[[ Material for the task open ]]

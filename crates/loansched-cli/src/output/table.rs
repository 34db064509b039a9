use serde_json::Value;
use tabled::{builder::Builder, Table};

use super::{scalar_to_string, SCHEDULE_COLUMNS};

/// Format output as tables using the tabled crate: one Field/Value table
/// for the summary figures, then the schedule (if any) as its own table.
pub fn print_table(value: &Value) {
    let Value::Object(map) = value else {
        println!("{}", value);
        return;
    };

    let mut builder = Builder::default();
    builder.push_record(["Field", "Value"]);
    for (key, val) in map {
        if key == "schedule" {
            continue;
        }
        builder.push_record([key.as_str(), &scalar_to_string(val)]);
    }
    println!("{}", Table::from(builder));

    if let Some(Value::Array(schedule)) = map.get("schedule") {
        if !schedule.is_empty() {
            println!();
            print_schedule_table(schedule);
        }
    }
}

fn print_schedule_table(schedule: &[Value]) {
    let mut builder = Builder::default();
    builder.push_record(SCHEDULE_COLUMNS.map(|(_, title)| title));

    for row in schedule {
        if let Value::Object(fields) = row {
            let record: Vec<String> = SCHEDULE_COLUMNS
                .iter()
                .map(|(key, _)| fields.get(*key).map(scalar_to_string).unwrap_or_default())
                .collect();
            builder.push_record(record);
        }
    }

    println!("{}", Table::from(builder));
}
use std::path::PathBuf;

use clap::{Args, ValueEnum};
use rust_decimal::Decimal;
use serde_json::{json, Value};

use loansched_core::export::{csv_out, xlsx, CSV_FILENAME, XLSX_FILENAME};
use loansched_core::schedule::{calculate, LoanInput};
use loansched_core::RepaymentMethod;

use crate::input;

/// Arguments shared by calculate, summary, and export.
#[derive(Args)]
pub struct CalculateArgs {
    /// Path to JSON input file (overrides individual flags)
    #[arg(long)]
    pub input: Option<String>,

    /// Amount borrowed
    #[arg(long)]
    pub principal: Option<Decimal>,

    /// Annual interest rate as a percentage (12 = 12%/yr)
    #[arg(long)]
    pub rate: Option<Decimal>,

    /// Term in months
    #[arg(long)]
    pub term_months: Option<u32>,

    /// Interest method
    #[arg(long, value_enum)]
    pub method: Option<MethodArg>,
}

/// Arguments for schedule export
#[derive(Args)]
pub struct ExportArgs {
    #[command(flatten)]
    pub calc: CalculateArgs,

    /// Export format
    #[arg(long, value_enum, default_value = "csv")]
    pub format: ExportFormat,

    /// Directory the schedule file is written into
    #[arg(long, default_value = ".")]
    pub dir: PathBuf,
}

#[derive(Debug, Clone, Copy, ValueEnum)]
pub enum MethodArg {
    Flat,
    Reducing,
}

impl From<MethodArg> for RepaymentMethod {
    fn from(m: MethodArg) -> Self {
        match m {
            MethodArg::Flat => RepaymentMethod::Flat,
            MethodArg::Reducing => RepaymentMethod::Reducing,
        }
    }
}

#[derive(Debug, Clone, Copy, ValueEnum)]
pub enum ExportFormat {
    Csv,
    Xlsx,
}

pub fn run_calculate(args: CalculateArgs) -> Result<Value, Box<dyn std::error::Error>> {
    let loan_input = build_input(args)?;
    let result = calculate(&loan_input)?;
    Ok(serde_json::to_value(&result)?)
}

pub fn run_summary(args: CalculateArgs) -> Result<String, Box<dyn std::error::Error>> {
    let loan_input = build_input(args)?;
    let result = calculate(&loan_input)?;
    Ok(result.summary())
}

pub fn run_export(args: ExportArgs) -> Result<Value, Box<dyn std::error::Error>> {
    let loan_input = build_input(args.calc)?;
    let result = calculate(&loan_input)?;

    let path = match args.format {
        ExportFormat::Csv => {
            let path = args.dir.join(CSV_FILENAME);
            csv_out::write_csv_file(&result.schedule, &path)?;
            path
        }
        ExportFormat::Xlsx => {
            let path = args.dir.join(XLSX_FILENAME);
            xlsx::write_xlsx_file(&result.schedule, &path)?;
            path
        }
    };

    Ok(json!({
        "written": path.display().to_string(),
        "rows": result.schedule.len(),
    }))
}

/// Assemble the core input from a JSON file, piped JSON, or the flags.
/// The --rate flag is a percentage; JSON inputs use decimal rates.
fn build_input(args: CalculateArgs) -> Result<LoanInput, Box<dyn std::error::Error>> {
    if let Some(ref path) = args.input {
        return input::file::read_json(path);
    }
    if let Some(data) = input::stdin::read_stdin()? {
        return Ok(serde_json::from_value(data)?);
    }

    let rate_percent = args
        .rate
        .ok_or("--rate is required (or provide --input)")?;

    Ok(LoanInput {
        principal: args
            .principal
            .ok_or("--principal is required (or provide --input)")?,
        annual_rate: rate_percent / Decimal::ONE_HUNDRED,
        term_months: args
            .term_months
            .ok_or("--term-months is required (or provide --input)")?,
        method: args
            .method
            .ok_or("--method is required (or provide --input)")?
            .into(),
    })
}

[[ Material for the task closed ]]

Exercise requirements> Set down, word for word, each line from the top of the records above through the line with "fn print_schedule_table(schedule: &[Value])".

Written answer>
filename crates/loansched-cli/src/output/table.rs
repository 34db064509b039a9
use serde_json::Value;
use tabled::{builder::Builder, Table};

use super::{scalar_to_string, SCHEDULE_COLUMNS};

/// Format output as tables using the tabled crate: one Field/Value table
/// for the summary figures, then the schedule (if any) as its own table.
pub fn print_table(value: &Value) {
    let Value::Object(map) = value else {
        println!("{}", value);
        return;
    };

    let mut builder = Builder::default();
    builder.push_record(["Field", "Value"]);
    for (key, val) in map {
        if key == "schedule" {
            continue;
        }
        builder.push_record([key.as_str(), &scalar_to_string(val)]);
    }
    println!("{}", Table::from(builder));

    if let Some(Value::Array(schedule)) = map.get("schedule") {
        if !schedule.is_empty() {
            println!();
            print_schedule_table(schedule);
        }
    }
}

fn print_schedule_table(schedule: &[Value]) {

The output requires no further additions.